Some Much Nicer Numbers
Wednesday, February 22, 2006, at 08:29AM
By Eric Richardson
It feels funny to go from a post about getting engaged to a post about benchmarking, but oh well.
We're preparing to launch our first Rails app at work today, and so in prep I had mentioned previously that I was looking into performance setups. With WEBBrick, the all-Ruby simple server, I could do about 7 requests / sec to a reasonably intensive search function.
I've now done much better.
I mentioned previously that I had been trying to set up lighttpd, but had only succeeded in getting Rails to segfault under FastCGI. Turns out that was the result of serious holes in my installed FastCGI base. After updating my software setup I managed to get it working just fine.
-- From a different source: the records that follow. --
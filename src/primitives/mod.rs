//! Components - The concrete components built on the registry.
//!
//! - [`Control`] (`"button"`) - ripple click feedback and a busy state
//! - [`Dialog`] (`"modal"`) - modal overlay with a backdrop
//! - [`FieldValidator`] (`"form-validator"`) - required and email checks
//!
//! # Lifecycle
//!
//! Each component:
//! 1. Reads its typed options (defaults for anything unspecified)
//! 2. Wires every listener on its root during construction
//! 3. Lives until its root is removed or the document unloads
//!
//! ```ignore
//! let control = Control::new(&ctx, button, ControlOptions::default());
//! doc.remove(button); // listeners dropped, pending ripples cancelled
//! ```

mod control;
mod dialog;
mod field_validator;

pub use control::{Control, ControlOptions, LOADING_ATTRIBUTE};
pub use dialog::{Dialog, DialogOptions};
pub use field_validator::{FieldError, FieldValidator, SubmitHook, ValidatorOptions};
Once I had that going I was still frustrated, though, since I could only seem to manage 11 requests / sec, and still couldn't peg the CPUs.
Then it dawned on me... The HTML I was getting returned was about 50kB. I was testing remotely, running ApacheBench from the server in my apartment. I wasa running with a concurrency of 10, so that was giving me roughly 500kB/sec down, or 4mbit/sec. The limiting factor now was simply my inbound bandwidth.
Once I ran ab locally on our colo'ed server the results looked a little different:
Concurrency Level: 10
Time taken for tests: 4.675831 seconds
Complete requests: 200
Failed requests: 0
Write errors: 0
Total transferred: 10453400 bytes
HTML transferred: 10410200 bytes
Requests per second: 42.77 [#/sec] (mean)
Time per request: 233.792 [ms] (mean)
Time per request: 23.379 [ms] (mean, across all concurrent requests)
Transfer rate: 2183.14 [Kbytes/sec] received
42 requests / sec is nothing to sneeze at. And that's a fairly hefty search. If I do a request to get data for a single building I get 304 requests / sec.
There's certainly more tuning to be done here with caching, but I'm pretty sure that's not too pressing given these numbers.